So erfährt die CPU, ob die andere CPU bereit ist zum starten der Maschine. 
Gleiches gilt natürlich dann seperat nochmal für die andere Richtung.
Ich weiß natürlich,dass das TP eine Schwachstelle ist, zb bei einem Ausfall. Aber sobald irgendetwas ausfällt, sollen die Maschinen ja auch nicht mehr zusammenfahren. Die Signale benötige ich nur bei einem Kontinuebetrieb.


----------



## PN/DP (19 Oktober 2017)

Senia schrieb:


> Diesen rufe ich auf im TP und schreibe dort bei Wertänderung rein, dass diese auf eine andere Variable übertragen werden soll. Diese andere Variable ( auch ein DB ) ist dann mit der anderen CPU verbunden.
> So erfährt die CPU, ob die andere CPU bereit ist zum starten der Maschine.
> Gleiches gilt natürlich dann seperat nochmal für die andere Richtung.





Senia schrieb:


> Fällt die eine CPU aus, die das Signal weiterschalten soll, so kann die andere Maschine nicht mehr eingeschaltet werden.
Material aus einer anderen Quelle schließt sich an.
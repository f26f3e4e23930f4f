//! Ledger behavior against a sled store.

use sigchain_core::{Block, Key, PublicKey, Signature, Transaction};
use sigchain_ledger::{
    BalanceCheck, GenesisOutcome, Ledger, LedgerConfig, LedgerError, MissingBlockOutcome,
};
use sigchain_storage::{RecordStore, Storage};

// ============================================================================
// Helpers
// ============================================================================

fn temp_ledger() -> Ledger {
    Ledger::new(Storage::open_temporary().unwrap())
}

fn transfer(from: &Key, to: &PublicKey, amount: u64, link: Signature) -> Transaction {
    Transaction::new(link, from.public_key(), to.clone(), amount, false)
        .signed(from)
        .unwrap()
}

fn block_after(previous: &Block, transactions: Vec<Transaction>, verifier: &Key) -> Block {
    Block::new(*previous.signature().unwrap(), transactions, verifier.public_key())
        .signed(verifier)
        .unwrap()
}

/// A ledger holding a genesis block that mints `amount` to the returned key.
fn funded_ledger(amount: u64) -> (Ledger, Key, Block) {
    let ledger = temp_ledger();
    let key = Key::generate();
    let genesis = Block::genesis(&key, amount).unwrap();
    assert_eq!(ledger.save_genesis_block(&genesis).unwrap(), GenesisOutcome::Saved);
    (ledger, key, genesis)
}

// ============================================================================
// Genesis and sequencing
// ============================================================================

#[test]
fn test_genesis_saved_once() {
    let (ledger, key, genesis) = funded_ledger(1_000);

    let second = Block::genesis(&key, 5).unwrap();
    assert_eq!(
        ledger.save_genesis_block(&second).unwrap(),
        GenesisOutcome::AlreadySet
    );
    assert_eq!(
        ledger.save_genesis_block(&genesis).unwrap(),
        GenesisOutcome::AlreadySet
    );

    assert_eq!(ledger.block_count().unwrap(), 1);
    assert_eq!(ledger.transaction_count().unwrap(), 1);
    assert!(ledger.is_block_in_ledger(&genesis).unwrap());
    assert!(!ledger.is_block_in_ledger(&second).unwrap());
    assert_eq!(ledger.get_latest_block().unwrap(), genesis);
    assert!(ledger.verify_ledger_integrity().unwrap());
}

#[test]
fn test_block_sequencing() {
    let (ledger, alice, genesis) = funded_ledger(1_000);
    let bob = Key::generate();

    let b1 = block_after(
        &genesis,
        vec![transfer(&alice, &bob.public_key(), 100, Signature::ZERO)],
        &alice,
    );
    ledger.save_new_block(&b1).unwrap();
    assert_eq!(ledger.get_latest_block().unwrap(), b1);

    let stray = Block::new(Signature::from_bytes([7u8; 64]), Vec::new(), alice.public_key())
        .signed(&alice)
        .unwrap();
    assert!(matches!(
        ledger.save_new_block(&stray),
        Err(LedgerError::InvalidSequence)
    ));

    // Linking to a block that is no longer the head is also out of sequence.
    let stale = block_after(&genesis, Vec::new(), &alice);
    assert!(matches!(
        ledger.save_new_block(&stale),
        Err(LedgerError::InvalidSequence)
    ));

    assert_eq!(ledger.block_count().unwrap(), 2);
    assert!(ledger.verify_ledger_integrity().unwrap());
}

#[test]
fn test_unsigned_block_rejected() {
    let (ledger, alice, genesis) = funded_ledger(1_000);

    let unsigned = Block::new(*genesis.signature().unwrap(), Vec::new(), alice.public_key());
    assert!(!ledger.verify_block(&unsigned).unwrap());
    assert!(matches!(
        ledger.save_new_block(&unsigned),
        Err(LedgerError::InvalidBlock(_))
    ));
}

#[test]
fn test_tampered_transaction_rejected() {
    let (ledger, alice, genesis) = funded_ledger(1_000);
    let bob = Key::generate();

    let mut tx = transfer(&alice, &bob.public_key(), 10, Signature::ZERO);
    let mut signature = *tx.signature().unwrap();
    signature.0[63] ^= 0x01;
    tx.set_signature(Some(signature));

    let block = block_after(&genesis, vec![tx], &alice);
    assert!(block.verify_signature());
    assert!(!ledger.verify_block(&block).unwrap());
    assert!(matches!(
        ledger.save_new_block(&block),
        Err(LedgerError::InvalidBlock(_))
    ));
    assert_eq!(ledger.block_count().unwrap(), 1);
}

#[test]
fn test_overspend_rejected() {
    let (ledger, alice, genesis) = funded_ledger(1_000);
    let bob = Key::generate();

    let block = block_after(
        &genesis,
        vec![transfer(&alice, &bob.public_key(), 1_001, Signature::ZERO)],
        &alice,
    );
    assert!(matches!(
        ledger.save_new_block(&block),
        Err(LedgerError::InvalidBlock(_))
    ));
}

#[test]
fn test_replayed_transaction_rejected() {
    let (ledger, alice, genesis) = funded_ledger(1_000);
    let bob = Key::generate();

    let tx = transfer(&alice, &bob.public_key(), 100, Signature::ZERO);
    let b1 = block_after(&genesis, vec![tx.clone()], &alice);
    ledger.save_new_block(&b1).unwrap();

    let replay = block_after(&b1, vec![tx.clone()], &alice);
    assert!(!ledger.verify_block(&replay).unwrap());
    assert!(matches!(
        ledger.save_new_block(&replay),
        Err(LedgerError::InvalidBlock(_))
    ));

    let fresh = transfer(&alice, &bob.public_key(), 100, *tx.signature().unwrap());
    let doubled = block_after(&b1, vec![fresh.clone(), fresh], &alice);
    assert!(!ledger.verify_block(&doubled).unwrap());
    assert!(matches!(
        ledger.save_new_block(&doubled),
        Err(LedgerError::InvalidBlock(_))
    ));

    assert_eq!(ledger.block_count().unwrap(), 2);
    assert_eq!(ledger.transaction_count().unwrap(), 2);
    assert_eq!(ledger.get_balance(&bob.public_key()).unwrap(), 100);
    assert_eq!(ledger.get_latest_block().unwrap(), b1);
}

// ============================================================================
// Balances
// ============================================================================

#[test]
fn test_balance_after_transfer() {
    let (ledger, alice, genesis) = funded_ledger(1_000);
    let bob = Key::generate();

    let block = block_after(
        &genesis,
        vec![transfer(&alice, &bob.public_key(), 300, Signature::ZERO)],
        &bob,
    );
    ledger.save_new_block(&block).unwrap();

    assert_eq!(ledger.get_balance(&alice.public_key()).unwrap(), 700);
    assert_eq!(ledger.get_balance(&bob.public_key()).unwrap(), 300);
}

#[test]
fn test_balance_policies_on_same_sender_overspend() {
    let alice = Key::generate();
    let bob = Key::generate();
    let genesis = Block::genesis(&alice, 100).unwrap();

    let first = transfer(&alice, &bob.public_key(), 60, Signature::ZERO);
    let second = transfer(&alice, &bob.public_key(), 60, *first.signature().unwrap());
    let block = block_after(&genesis, vec![first, second], &alice);

    let global = temp_ledger();
    global.save_genesis_block(&genesis).unwrap();
    assert!(global.verify_block(&block).unwrap());

    let running = Ledger::with_config(
        Storage::open_temporary().unwrap(),
        LedgerConfig::with_balance_check(BalanceCheck::Running),
    );
    running.save_genesis_block(&genesis).unwrap();
    assert!(!running.verify_block(&block).unwrap());
    assert!(matches!(
        running.save_new_block(&block),
        Err(LedgerError::InvalidBlock(_))
    ));
}

// ============================================================================
// Lookups and walks
// ============================================================================

#[test]
fn test_lookups_and_transaction_links() {
    let (ledger, alice, genesis) = funded_ledger(1_000);
    let bob = Key::generate();

    let first = transfer(&alice, &bob.public_key(), 10, Signature::ZERO);
    let second = transfer(&alice, &bob.public_key(), 20, *first.signature().unwrap());
    let block = block_after(&genesis, vec![first.clone(), second.clone()], &alice);
    ledger.save_new_block(&block).unwrap();

    assert_eq!(ledger.get_block(block.signature().unwrap()).unwrap(), block);
    assert_eq!(
        ledger.get_transaction(second.signature().unwrap()).unwrap(),
        second
    );
    assert!(matches!(
        ledger.get_block(&Signature::from_bytes([1u8; 64])),
        Err(LedgerError::NotFound(_))
    ));
    assert!(matches!(
        ledger.get_transaction(&Signature::from_bytes([1u8; 64])),
        Err(LedgerError::NotFound(_))
    ));

    assert_eq!(ledger.get_next_block(&genesis).unwrap(), block);
    assert_eq!(ledger.get_previous_block(&block).unwrap(), genesis);
    assert!(matches!(ledger.get_next_block(&block), Err(LedgerError::NotFound(_))));

    assert_eq!(ledger.get_next_transaction(&first).unwrap(), second);
    assert_eq!(ledger.get_previous_transaction(&second).unwrap(), first);
    assert!(matches!(
        ledger.get_previous_transaction(&first),
        Err(LedgerError::NotFound(_))
    ));

    assert_eq!(ledger.get_last_transaction(&alice.public_key()).unwrap(), second);
    assert!(matches!(
        ledger.get_last_transaction(&bob.public_key()),
        Err(LedgerError::NotFound(_))
    ));

    assert_eq!(ledger.all_blocks().unwrap().len(), 2);
    assert_eq!(ledger.all_transactions().unwrap().len(), 3);
}

#[test]
fn test_gap_detection_and_backfill() {
    let (full, alice, genesis) = funded_ledger(1_000);
    let bob = Key::generate();

    let b1 = block_after(
        &genesis,
        vec![transfer(&alice, &bob.public_key(), 50, Signature::ZERO)],
        &alice,
    );
    full.save_new_block(&b1).unwrap();
    let b2 = block_after(&b1, Vec::new(), &bob);
    full.save_new_block(&b2).unwrap();

    assert_eq!(full.find_missing_block_below(&b2).unwrap(), None);
    assert_eq!(full.find_missing_block_above(&genesis).unwrap(), None);
    assert!(full.verify_ledger_integrity().unwrap());

    // Same chain with B1 missing.
    let gapped = temp_ledger();
    gapped.save_genesis_block(&genesis).unwrap();
    gapped.store().insert_block(&b2).unwrap();

    assert_eq!(
        gapped.find_missing_block_below(&b2).unwrap(),
        Some(*b1.signature().unwrap())
    );
    assert_eq!(
        gapped.find_missing_block_above(&genesis).unwrap(),
        Some(*genesis.signature().unwrap())
    );
    assert!(!gapped.verify_ledger_integrity().unwrap());

    assert_eq!(
        gapped.save_missing_block(&b1).unwrap(),
        MissingBlockOutcome::Inserted
    );
    assert_eq!(gapped.find_missing_block_below(&b2).unwrap(), None);
    assert_eq!(gapped.find_missing_block_above(&genesis).unwrap(), None);
    assert!(gapped.verify_ledger_integrity().unwrap());
    assert_eq!(gapped.get_balance(&bob.public_key()).unwrap(), 50);
}

#[test]
fn test_backfill_with_one_stored_neighbor() {
    let alice = Key::generate();
    let genesis = Block::genesis(&alice, 1_000).unwrap();
    let b1 = block_after(&genesis, Vec::new(), &alice);
    let b2 = block_after(&b1, Vec::new(), &alice);

    // Only the successor is stored: B2 links to B1, the genesis is absent.
    let successor_only = temp_ledger();
    successor_only.store().insert_block(&b2).unwrap();
    assert_eq!(
        successor_only.save_missing_block(&b1).unwrap(),
        MissingBlockOutcome::Inserted
    );
    assert!(successor_only.is_block_in_ledger(&b1).unwrap());
    assert_eq!(successor_only.get_next_block(&b1).unwrap(), b2);

    // Only the predecessor is stored: nothing links to B1 yet.
    let (predecessor_only, _, stored_genesis) = funded_ledger(1_000);
    let b1 = block_after(&stored_genesis, Vec::new(), &alice);
    assert_eq!(
        predecessor_only.save_missing_block(&b1).unwrap(),
        MissingBlockOutcome::Inserted
    );
    assert_eq!(predecessor_only.get_previous_block(&b1).unwrap(), stored_genesis);
}

#[test]
fn test_missing_block_duplicate_and_unconnected() {
    let (ledger, alice, genesis) = funded_ledger(1_000);
    let b1 = block_after(&genesis, Vec::new(), &alice);
    ledger.save_new_block(&b1).unwrap();

    assert!(matches!(
        ledger.save_missing_block(&b1),
        Err(LedgerError::Duplicate(signature)) if &signature == b1.signature().unwrap()
    ));

    let stranger = Key::generate();
    let isolated = Block::new(Signature::from_bytes([9u8; 64]), Vec::new(), stranger.public_key())
        .signed(&stranger)
        .unwrap();
    assert_eq!(
        ledger.save_missing_block(&isolated).unwrap(),
        MissingBlockOutcome::Unconnected
    );
    assert!(!ledger.is_block_in_ledger(&isolated).unwrap());

    let mut forged = isolated.clone();
    forged.set_signature(Some(*b1.signature().unwrap()));
    assert!(matches!(
        ledger.save_missing_block(&forged),
        Err(LedgerError::InvalidBlock(_))
    ));
}

#[test]
fn test_clear_ledger() {
    let (ledger, alice, genesis) = funded_ledger(1_000);
    let bob = Key::generate();
    let block = block_after(
        &genesis,
        vec![transfer(&alice, &bob.public_key(), 1, Signature::ZERO)],
        &alice,
    );
    ledger.save_new_block(&block).unwrap();

    ledger.clear_ledger().unwrap();

    assert_eq!(ledger.block_count().unwrap(), 0);
    assert_eq!(ledger.transaction_count().unwrap(), 0);
    assert!(!ledger.verify_ledger_integrity().unwrap());
    assert_eq!(ledger.save_genesis_block(&genesis).unwrap(), GenesisOutcome::Saved);
}

// ============================================================================
// Concurrency
// ============================================================================

#[test]
fn test_concurrent_appends_on_one_head() {
    let (ledger, alice, genesis) = funded_ledger(1_000);
    let bob = Key::generate();
    let left = block_after(&genesis, Vec::new(), &alice);
    let right = block_after(&genesis, Vec::new(), &bob);

    let results = std::thread::scope(|scope| {
        let a = scope.spawn(|| ledger.save_new_block(&left));
        let b = scope.spawn(|| ledger.save_new_block(&right));
        [a.join().unwrap(), b.join().unwrap()]
    });

    let accepted = results.iter().filter(|r| r.is_ok()).count();
    let out_of_sequence = results
        .iter()
        .filter(|r| matches!(r, Err(LedgerError::InvalidSequence)))
        .count();
    assert_eq!(accepted, 1);
    assert_eq!(out_of_sequence, 1);
    assert_eq!(ledger.block_count().unwrap(), 2);
    assert!(ledger.verify_ledger_integrity().unwrap());
}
Das gilt auch, wenn das TP das Signal weiterkopieren soll: fällt eine CPU aus, dann kann das TP nichts kopieren. Das TP bringt technisch keine Vorteile gegenüber einer Direktverbindung der CPUs - das Kopieren via TP ist allerdings für den arbeitsscheuen Programmierer schneller zusammengeklickt. 
Das TP ist eine Visu und keine Steuerung. Never packe Steuerungsaufgaben in eine Visu. Prozessdaten zwischen CPUs kopieren ist nicht Aufgabe einer Visu.

Harald


----------



## Fabpicard (19 Oktober 2017)

Du kannst es auch Vollredundant über die beiden CPUs lösen.
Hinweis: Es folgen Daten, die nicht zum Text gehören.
//! sled database wrapper with serialization helpers.

use sigchain_core::Signature;
use sled::Db;
use std::path::Path;
use thiserror::Error;

/// Storage errors.
#[derive(Error, Debug)]
pub enum StorageError {
    #[error("Database error: {0}")]
    Database(#[from] sled::Error),

    #[error("Serialization error: {0}")]
    Serialization(#[from] bincode::Error),

    #[error("Record has no signature to key it by")]
    MissingKey,
}

/// Result type for storage operations.
pub type Result<T> = std::result::Result<T, StorageError>;

/// Wrapper around sled database with serialization helpers.
pub struct Storage {
    db: Db,
}

impl Storage {
    /// Open a database at the given path.
    pub fn open<P: AsRef<Path>>(path: P) -> Result<Self> {
        let db = sled::open(path)?;
        Ok(Self { db })
    }

    /// Open an in-memory database (for testing).
    pub fn open_temporary() -> Result<Self> {
        let db = sled::Config::new().temporary(true).open()?;
        Ok(Self { db })
    }

    /// Read and decode the record stored under `key`.
    pub fn get<K, V>(&self, key: K) -> Result<Option<V>>
    where
        K: AsRef<[u8]>,
        V: serde::de::DeserializeOwned,
    {
        let Some(bytes) = self.db.get(key)? else {
            return Ok(None);
        };
        Ok(Some(bincode::deserialize(&bytes)?))
    }

    /// Whether anything is stored under `key`.
    pub fn contains<K: AsRef<[u8]>>(&self, key: K) -> Result<bool> {
        Ok(self.db.contains_key(key)?)
    }

    /// The sled handle, used for prefix scans.
    pub fn inner(&self) -> &Db {
        &self.db
    }

    /// Apply multiple operations atomically.
    ///
    /// Atomicity comes from sled's `apply_batch`: the operations are collected
    /// in memory, then written in one step.
    pub fn batch(&self, operations: Vec<BatchOp>) -> Result<()> {
        let mut batch = sled::Batch::default();
        for op in operations {
            match op {
                BatchOp::Insert { key, value } => batch.insert(key, value),
                BatchOp::Remove { key } => batch.remove(key),
            }
        }
        self.db.apply_batch(batch)?;
        Ok(())
    }

    /// Flush all pending writes to disk.
    pub fn flush(&self) -> Result<()> {
        self.db.flush()?;
        Ok(())
    }

    // =========================================================================
    // Key Construction Helpers
    // =========================================================================

    /// Create a prefixed record key.
    /// Format: prefix + signature_bytes
    pub fn record_key(prefix: &[u8], signature: &Signature) -> Vec<u8> {
        let mut key = prefix.to_vec();
        key.extend_from_slice(signature.as_bytes());
        key
    }
}

/// Batch operation for atomic updates.
pub enum BatchOp {
    Insert { key: Vec<u8>, value: Vec<u8> },
    Remove { key: Vec<u8> },
}
//! Blocks: ordered batches of transactions signed by a verifier.

use crate::crypto::{Key, KeyError, PublicKey, Signature};
use crate::encoding::{encode_signable, Signable, SignableCache, SignableEncoder};
use crate::transaction::{Transaction, TransactionError};
use chrono::{DateTime, Utc};
use serde::{Deserialize, Serialize};
use thiserror::Error;
use uuid::Uuid;

/// Errors that can occur during block operations.
#[derive(Debug, Error, Clone, PartialEq)]
pub enum BlockError {
    #[error("block must be signed with the verifier's key")]
    WrongSigner,
    #[error("key error: {0}")]
    Key(#[from] KeyError),
    #[error("transaction error: {0}")]
    Transaction(#[from] TransactionError),
}

/// A signed batch of transactions linked to its predecessor.
#[derive(Debug, Clone, PartialEq, Eq, Serialize, Deserialize)]
pub struct Block {
    id: Uuid,
    version: i32,
    creation_time: DateTime<Utc>,
    /// Signature of the previous block, or the zero sentinel for genesis.
    merkle_hash: Signature,
    transactions: Vec<Transaction>,
    /// Public key of the signer.
    verifier: PublicKey,
    signature: Option<Signature>,
    #[serde(skip)]
    signable: SignableCache,
}

impl Block {
    pub const CURRENT_VERSION: i32 = 1;

    /// Create a new unsigned block at the current time.
    pub fn new(merkle_hash: Signature, transactions: Vec<Transaction>, verifier: PublicKey) -> Self {
        Self::from_parts(
            Uuid::new_v4(),
            Self::CURRENT_VERSION,
            Utc::now(),
            merkle_hash,
            transactions,
            verifier,
            None,
        )
    }

    /// Rebuild a block from every field.
    pub fn from_parts(
        id: Uuid,
        version: i32,
        creation_time: DateTime<Utc>,
        merkle_hash: Signature,
        transactions: Vec<Transaction>,
        verifier: PublicKey,
        signature: Option<Signature>,
    ) -> Self {
        Self {
            id,
            version,
            creation_time,
            merkle_hash,
            transactions,
            verifier,
            signature,
            signable: SignableCache::default(),
        }
    }

    /// Create a signed genesis block minting `amount` to `key`.
    ///
    /// The single minting transaction spends from the mint placeholder, so its
    /// signature comes from `key` without the acceptance filter.
    pub fn genesis(key: &Key, amount: u64) -> Result<Self, BlockError> {
        let mut mint = Transaction::new(
            Signature::ZERO,
            PublicKey::mint_placeholder(),
            key.public_key(),
            amount,
            false,
        );
        mint.sign_genesis(key)?;

        let mut block = Self::new(Signature::ZERO, vec![mint], key.public_key());
        block.sign(key)?;
        Ok(block)
    }

    pub fn id(&self) -> Uuid {
        self.id
    }

    pub fn version(&self) -> i32 {
        self.version
    }

    pub fn creation_time(&self) -> DateTime<Utc> {
        self.creation_time
    }

    pub fn merkle_hash(&self) -> &Signature {
        &self.merkle_hash
    }

    pub fn transactions(&self) -> &[Transaction] {
        &self.transactions
    }

    /// Number of transactions as carried in the signed encoding.
    ///
    /// Equal to `transactions().len()` up to `u32::MAX`, where it saturates.
    pub fn transaction_count(&self) -> u32 {
        u32::try_from(self.transactions.len()).unwrap_or(u32::MAX)
    }

    pub fn verifier(&self) -> &PublicKey {
        &self.verifier
    }

    pub fn signature(&self) -> Option<&Signature> {
        self.signature.as_ref()
    }

    pub fn is_signed(&self) -> bool {
        self.signature.is_some()
    }

    /// Replace the stored signature without re-signing.
    pub fn set_signature(&mut self, signature: Option<Signature>) {
        self.signature = signature;
    }

    /// Check if this is the genesis block.
    pub fn is_genesis(&self) -> bool {
        self.merkle_hash.is_zero()
    }

    /// The canonical signable bytes, computed once per instance.
    pub fn signable_bytes(&self) -> &[u8] {
        self.signable.get_or_init(|| encode_signable(self))
    }

    /// Sign the block with the verifier's key.
    pub fn sign(&mut self, key: &Key) -> Result<(), BlockError> {
        if key.public_key() != self.verifier {
            return Err(BlockError::WrongSigner);
        }
        let signature = key.sign(self.signable_bytes())?;
        self.signature = Some(signature);
        Ok(())
    }

    /// Create a signed block.
    pub fn signed(mut self, key: &Key) -> Result<Self, BlockError> {
        self.sign(key)?;
        Ok(self)
    }

    /// Verify the signature against the key encoded in `verifier`.
    pub fn verify_signature(&self) -> bool {
        match self.verifier.to_key() {
            Ok(key) => self.verify_signature_with(&key),
            Err(_) => false,
        }
    }

    /// Verify the signature against an explicit key.
    pub fn verify_signature_with(&self, key: &Key) -> bool {
        match &self.signature {
            Some(signature) => key.verify(self.signable_bytes(), signature),
            None => false,
        }
    }
}

impl Signable for Block {
    fn write_signable(&self, encoder: &mut SignableEncoder) {
        encoder
            .put_i32(self.version)
            .put_i64(self.creation_time.timestamp())
            .put_bytes(self.merkle_hash.as_bytes())
            .put_u32(self.transaction_count());
        for tx in &self.transactions {
            tx.write_full(encoder);
        }
        encoder.put_bytes(self.verifier.as_bytes());
    }
}
//! Transfer, balance and transaction inspection commands.

use super::{load_key, open_ledger, resolve_public_key};
use anyhow::{Context, Result};
use clap::{Args, Subcommand};
use colored::Colorize;
use sigchain_core::{Block, Signature, Transaction};
use sigchain_ledger::LedgerError;
use std::path::Path;

#[derive(Args)]
pub struct SendArgs {
    /// Sender key name
    #[arg(short, long)]
    from: String,

    /// Recipient public key (hex) or key name
    #[arg(short, long)]
    to: String,

    /// Amount to send
    #[arg(short, long)]
    amount: u64,

    /// Key name that signs the block
    #[arg(short, long)]
    verifier: String,

    /// Also delegate the sender's authority to the recipient
    #[arg(long)]
    delegate: bool,
}

#[derive(Args)]
pub struct TxArgs {
    #[command(subcommand)]
    command: TxCommand,
}

#[derive(Subcommand)]
enum TxCommand {
    /// Show a stored transaction
    Show {
        /// Transaction signature (hex)
        signature: String,
    },
    /// Decode a transaction from its hex binary form
    Decode {
        /// Hex-encoded transaction bytes
        hex: String,
    },
}

pub fn run(args: TxArgs, data_dir: &Path) -> Result<()> {
    match args.command {
        TxCommand::Show { signature } => show_transaction(data_dir, &signature),
        TxCommand::Decode { hex } => decode_transaction(&hex),
    }
}

pub fn send(args: SendArgs, data_dir: &Path) -> Result<()> {
    let ledger = open_ledger(data_dir)?;
    let sender = load_key(data_dir, &args.from)?;
    let verifier = load_key(data_dir, &args.verifier)?;
    let recipient = resolve_public_key(data_dir, &args.to)?;

    let link = match ledger.get_last_transaction(&sender.public_key()) {
        Ok(previous) => previous.signature().copied().unwrap_or(Signature::ZERO),
        Err(LedgerError::NotFound(_)) => Signature::ZERO,
        Err(e) => return Err(e.into()),
    };

    println!("{}", "Signing transaction...".bold().cyan());
    let tx = Transaction::new(link, sender.public_key(), recipient, args.amount, args.delegate)
        .signed(&sender)
        .with_context(|| format!("Failed to sign with key '{}'", args.from))?;

    let head = ledger
        .get_latest_block()
        .with_context(|| "Ledger has no blocks. Did you run 'sigchain init'?")?;
    let head_signature = *head
        .signature()
        .with_context(|| "Latest block is not signed")?;
    let block = Block::new(head_signature, vec![tx.clone()], verifier.public_key())
        .signed(&verifier)
        .with_context(|| format!("Failed to sign block with key '{}'", args.verifier))?;

    ledger
        .save_new_block(&block)
        .with_context(|| "Ledger rejected the block")?;

    println!();
    println!("{}  Transaction accepted", "✓".green().bold());
    print_transaction(&tx);
    println!(
        "  Block:        {}",
        block.signature().map(|s| s.to_hex()).unwrap_or_default().bright_yellow()
    );

    Ok(())
}

pub fn balance(target: &str, data_dir: &Path) -> Result<()> {
    let public_key = resolve_public_key(data_dir, target)?;
    let ledger = open_ledger(data_dir)?;
    let balance = ledger.get_balance(&public_key)?;

    println!();
    println!("  Public Key: {}", public_key.to_hex().bright_yellow());
    println!("  Balance:    {}", balance.to_string().bright_green().bold());
    println!();

    Ok(())
}

fn show_transaction(data_dir: &Path, signature_hex: &str) -> Result<()> {
    let signature = Signature::from_hex(signature_hex)
        .with_context(|| format!("Invalid signature: {}", signature_hex))?;
    let ledger = open_ledger(data_dir)?;
    let tx = ledger.get_transaction(&signature)?;

    println!();
    print_transaction(&tx);
    println!("  Verified:     {}", verified_label(tx.verify_signature()));
    println!();

    Ok(())
}

fn decode_transaction(hex: &str) -> Result<()> {
    let tx = Transaction::from_hex(hex.trim()).with_context(|| "Failed to decode transaction")?;

    println!();
    print_transaction(&tx);
    println!("  Verified:     {}", verified_label(tx.verify_signature()));
    println!();

    Ok(())
}

pub(crate) fn print_transaction(tx: &Transaction) {
    let signature = tx.signature().map(|s| s.to_hex()).unwrap_or_else(|| "<unsigned>".into());
    println!("  Signature:    {}", signature.bright_yellow());
    println!("  Created:      {}", tx.creation_time());
    println!("  Link:         {}", tx.merkle_hash().to_hex().bright_black());
    println!("  From:         {}", tx.input().to_hex());
    println!("  To:           {}", tx.output().to_hex());
    println!("  Amount:       {}", tx.amount().to_string().bright_cyan());
    if tx.is_delegating() {
        println!("  Delegating:   {}", "yes".yellow());
    }
}

pub(crate) fn verified_label(verified: bool) -> colored::ColoredString {
    if verified {
        "yes".green()
    } else {
        "no".red()
    }
}
//! Key management command.

use super::{key_path, load_key, save_key};
use anyhow::{bail, Result};
use clap::{Args, Subcommand};
use colored::Colorize;
use sigchain_core::Key;
use std::path::Path;

#[derive(Args)]
pub struct KeyArgs {
    #[command(subcommand)]
    command: KeyCommand,
}

#[derive(Subcommand)]
enum KeyCommand {
    /// Generate a new key pair
    New {
        /// Name for the key file
        #[arg(short, long)]
        name: Option<String>,
    },
    /// Show a stored key's public key
    Show {
        /// Key name (file under keys/ without .json extension)
        name: String,
    },
}

pub fn run(args: KeyArgs, data_dir: &Path) -> Result<()> {
    match args.command {
        KeyCommand::New { name } => new_key(data_dir, name),
        KeyCommand::Show { name } => show_key(data_dir, &name),
    }
}

fn new_key(data_dir: &Path, name: Option<String>) -> Result<()> {
    let key = Key::generate();
    let public_hex = key.public_key_hex();
    let name = name.unwrap_or_else(|| format!("key_{}", &public_hex[2..10]));

    if key_path(data_dir, &name).exists() {
        bail!("Key '{}' already exists", name);
    }

    println!("{}", "Generated new key pair:".bold().cyan());
    println!();
    println!("  Name:        {}", name.bright_yellow());
    println!("  Public Key:  {}", public_hex.bright_black());

    let path = save_key(data_dir, &name, &key)?;

    println!();
    println!(
        "{}  Saved to: {}",
        "✓".green().bold(),
        path.display().to_string().bright_black()
    );
    println!();
    println!("{}", "Keep your private key safe!".yellow().bold());

    Ok(())
}

fn show_key(data_dir: &Path, name: &str) -> Result<()> {
    let key = load_key(data_dir, name)?;

    println!();
    println!("  Name:        {}", name.bright_yellow());
    println!("  Public Key:  {}", key.public_key_hex());
    println!();

    Ok(())
}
Beim Hochfahren schaut jede CPU ob sie das Wieland-Ding findet, findet sie es nicht holt sie sich die Daten von der anderen CPU und schaltet den Wieland-Teilnehmer ab.
Verliert sie die Verbindung zur anderen CPU, wird der Wieland-Teilnehmer wieder aktiviert.
Erreicht die CPU keinen der beiden Teilnehmer, meldet sie einen Kommunikationsfehler...
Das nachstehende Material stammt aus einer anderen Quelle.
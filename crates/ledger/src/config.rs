//! Ledger configuration.

use serde::{Deserialize, Serialize};

/// How `verify_block` checks that senders can cover their transactions.
#[derive(Debug, Clone, Copy, PartialEq, Eq, Default, Serialize, Deserialize)]
#[serde(rename_all = "snake_case")]
pub enum BalanceCheck {
    /// Each transaction is checked on its own against the sender's stored
    /// balance. Several transactions from one sender in a single block are
    /// not checked jointly.
    #[default]
    Global,
    /// Transactions are checked left to right, debiting each sender as the
    /// block is walked, so a block cannot overspend.
    Running,
}

/// Ledger configuration.
#[derive(Debug, Clone, PartialEq, Eq, Default, Serialize, Deserialize)]
pub struct LedgerConfig {
    #[serde(default)]
    pub balance_check: BalanceCheck,
}

impl LedgerConfig {
    pub fn with_balance_check(balance_check: BalanceCheck) -> Self {
        Self { balance_check }
    }
}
Das dann in beide gleich packen und die spielen beim gleichzeitigen Start halt "der schnellere Gewinnt" 

MfG Fabsi


----------



## PN/DP (20 Oktober 2017)

Senia schrieb:


> Ich möchte jetzt, dass die beiden CPUs auf ein Not-Stop Gerät ( von Wieland, s.o. ) zugreifen und die Daten auslesen, umso, bei auslösen eines Not-Stops, eine Fehlermeldung auf den TPs zu erzeugen.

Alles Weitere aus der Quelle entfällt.